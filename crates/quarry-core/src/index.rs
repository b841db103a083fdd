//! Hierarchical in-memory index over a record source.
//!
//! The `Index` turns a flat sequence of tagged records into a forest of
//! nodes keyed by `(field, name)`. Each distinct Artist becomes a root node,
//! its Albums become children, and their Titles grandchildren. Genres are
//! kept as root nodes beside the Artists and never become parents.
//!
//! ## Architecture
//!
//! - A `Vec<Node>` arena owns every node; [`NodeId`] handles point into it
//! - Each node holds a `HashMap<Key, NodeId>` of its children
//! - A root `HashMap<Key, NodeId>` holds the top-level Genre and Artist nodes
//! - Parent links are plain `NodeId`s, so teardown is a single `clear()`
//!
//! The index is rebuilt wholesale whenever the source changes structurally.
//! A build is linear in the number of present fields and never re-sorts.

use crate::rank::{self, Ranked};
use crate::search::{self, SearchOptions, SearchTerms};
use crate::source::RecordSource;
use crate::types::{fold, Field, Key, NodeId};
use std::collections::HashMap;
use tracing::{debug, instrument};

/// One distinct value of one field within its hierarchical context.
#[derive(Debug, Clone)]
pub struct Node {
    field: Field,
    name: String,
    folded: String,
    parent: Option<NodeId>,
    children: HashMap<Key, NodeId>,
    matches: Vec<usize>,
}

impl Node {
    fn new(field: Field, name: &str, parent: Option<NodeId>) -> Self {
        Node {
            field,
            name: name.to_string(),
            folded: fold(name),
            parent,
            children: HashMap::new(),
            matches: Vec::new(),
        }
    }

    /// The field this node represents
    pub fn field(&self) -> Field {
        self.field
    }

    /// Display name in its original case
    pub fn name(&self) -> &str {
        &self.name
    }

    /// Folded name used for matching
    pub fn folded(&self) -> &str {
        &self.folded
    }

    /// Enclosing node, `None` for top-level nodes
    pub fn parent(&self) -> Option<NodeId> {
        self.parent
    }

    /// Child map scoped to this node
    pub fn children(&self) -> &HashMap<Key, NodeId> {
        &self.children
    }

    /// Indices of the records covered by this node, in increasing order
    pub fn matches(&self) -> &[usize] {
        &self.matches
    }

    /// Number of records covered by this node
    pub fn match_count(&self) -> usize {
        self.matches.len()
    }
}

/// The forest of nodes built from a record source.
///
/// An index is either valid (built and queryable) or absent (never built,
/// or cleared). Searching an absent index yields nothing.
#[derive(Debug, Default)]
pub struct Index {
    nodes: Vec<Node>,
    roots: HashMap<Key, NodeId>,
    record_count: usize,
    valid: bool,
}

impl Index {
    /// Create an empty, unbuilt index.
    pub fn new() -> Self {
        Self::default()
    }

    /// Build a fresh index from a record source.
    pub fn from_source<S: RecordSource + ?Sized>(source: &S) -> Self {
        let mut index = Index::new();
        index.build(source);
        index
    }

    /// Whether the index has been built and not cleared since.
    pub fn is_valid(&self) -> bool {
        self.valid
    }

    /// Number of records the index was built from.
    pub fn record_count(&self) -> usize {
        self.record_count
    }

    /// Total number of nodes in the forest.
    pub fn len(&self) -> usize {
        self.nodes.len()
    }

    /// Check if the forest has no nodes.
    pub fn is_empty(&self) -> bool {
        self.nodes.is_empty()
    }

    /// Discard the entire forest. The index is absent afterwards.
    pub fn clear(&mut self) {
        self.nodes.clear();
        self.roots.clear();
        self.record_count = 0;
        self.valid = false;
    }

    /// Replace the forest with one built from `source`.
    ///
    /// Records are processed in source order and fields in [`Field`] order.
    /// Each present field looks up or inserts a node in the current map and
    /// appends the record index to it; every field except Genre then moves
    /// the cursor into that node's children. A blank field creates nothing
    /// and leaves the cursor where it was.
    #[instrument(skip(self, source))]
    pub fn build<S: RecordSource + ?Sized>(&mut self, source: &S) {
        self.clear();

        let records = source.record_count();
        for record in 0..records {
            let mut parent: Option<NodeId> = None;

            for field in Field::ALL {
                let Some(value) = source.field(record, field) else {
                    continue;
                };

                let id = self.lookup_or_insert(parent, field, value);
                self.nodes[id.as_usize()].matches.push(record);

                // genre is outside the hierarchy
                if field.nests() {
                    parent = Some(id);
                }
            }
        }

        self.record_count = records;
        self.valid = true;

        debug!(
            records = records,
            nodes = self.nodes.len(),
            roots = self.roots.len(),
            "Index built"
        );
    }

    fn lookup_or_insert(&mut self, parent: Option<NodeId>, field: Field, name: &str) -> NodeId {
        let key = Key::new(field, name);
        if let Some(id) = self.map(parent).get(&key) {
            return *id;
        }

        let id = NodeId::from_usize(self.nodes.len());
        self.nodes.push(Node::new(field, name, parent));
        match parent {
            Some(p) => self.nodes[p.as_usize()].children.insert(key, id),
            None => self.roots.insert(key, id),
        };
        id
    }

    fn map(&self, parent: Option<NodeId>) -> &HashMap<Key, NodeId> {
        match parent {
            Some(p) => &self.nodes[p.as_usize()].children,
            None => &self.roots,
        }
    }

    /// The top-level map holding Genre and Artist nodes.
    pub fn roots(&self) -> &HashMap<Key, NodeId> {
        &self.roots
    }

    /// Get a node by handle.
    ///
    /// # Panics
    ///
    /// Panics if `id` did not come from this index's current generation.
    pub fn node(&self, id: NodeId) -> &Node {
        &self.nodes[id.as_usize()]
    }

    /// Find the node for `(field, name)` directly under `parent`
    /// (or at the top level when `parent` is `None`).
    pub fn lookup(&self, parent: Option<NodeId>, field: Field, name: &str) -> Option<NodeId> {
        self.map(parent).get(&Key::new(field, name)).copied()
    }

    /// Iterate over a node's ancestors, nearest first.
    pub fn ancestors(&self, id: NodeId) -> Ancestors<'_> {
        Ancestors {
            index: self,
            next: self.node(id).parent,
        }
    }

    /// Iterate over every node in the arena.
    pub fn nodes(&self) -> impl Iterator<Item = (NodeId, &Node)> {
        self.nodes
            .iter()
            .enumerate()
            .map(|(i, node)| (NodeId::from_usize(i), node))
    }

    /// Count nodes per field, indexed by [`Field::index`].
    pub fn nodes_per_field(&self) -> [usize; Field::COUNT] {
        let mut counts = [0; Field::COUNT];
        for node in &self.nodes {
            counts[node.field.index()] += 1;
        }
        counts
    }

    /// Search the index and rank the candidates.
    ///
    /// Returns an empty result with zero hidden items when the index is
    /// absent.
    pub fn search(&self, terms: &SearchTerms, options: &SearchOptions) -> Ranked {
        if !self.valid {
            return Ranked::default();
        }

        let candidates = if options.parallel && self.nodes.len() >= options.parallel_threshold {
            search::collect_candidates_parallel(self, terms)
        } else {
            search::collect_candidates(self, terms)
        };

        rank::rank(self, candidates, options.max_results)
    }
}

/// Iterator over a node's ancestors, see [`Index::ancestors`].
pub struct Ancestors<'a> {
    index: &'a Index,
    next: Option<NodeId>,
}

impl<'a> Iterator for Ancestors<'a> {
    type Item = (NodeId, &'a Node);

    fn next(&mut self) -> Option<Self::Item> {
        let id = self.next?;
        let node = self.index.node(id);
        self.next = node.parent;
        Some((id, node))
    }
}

::::

#### What is being asked:
In the entries above, find the line with "let candidates = if", then retype it and every line after it exactly.

#### Your response:
        let candidates = if options.parallel && self.nodes.len() >= options.parallel_threshold {
            search::collect_candidates_parallel(self, terms)
        } else {
            search::collect_candidates(self, terms)
        };

        rank::rank(self, candidates, options.max_results)
    }
}

/// Iterator over a node's ancestors, see [`Index::ancestors`].
pub struct Ancestors<'a> {
    index: &'a Index,
    next: Option<NodeId>,
}

impl<'a> Iterator for Ancestors<'a> {
    type Item = (NodeId, &'a Node);

    fn next(&mut self) -> Option<Self::Item> {
        let id = self.next?;
        let node = self.index.node(id);
        self.next = node.parent;
        Some((id, node))
    }
}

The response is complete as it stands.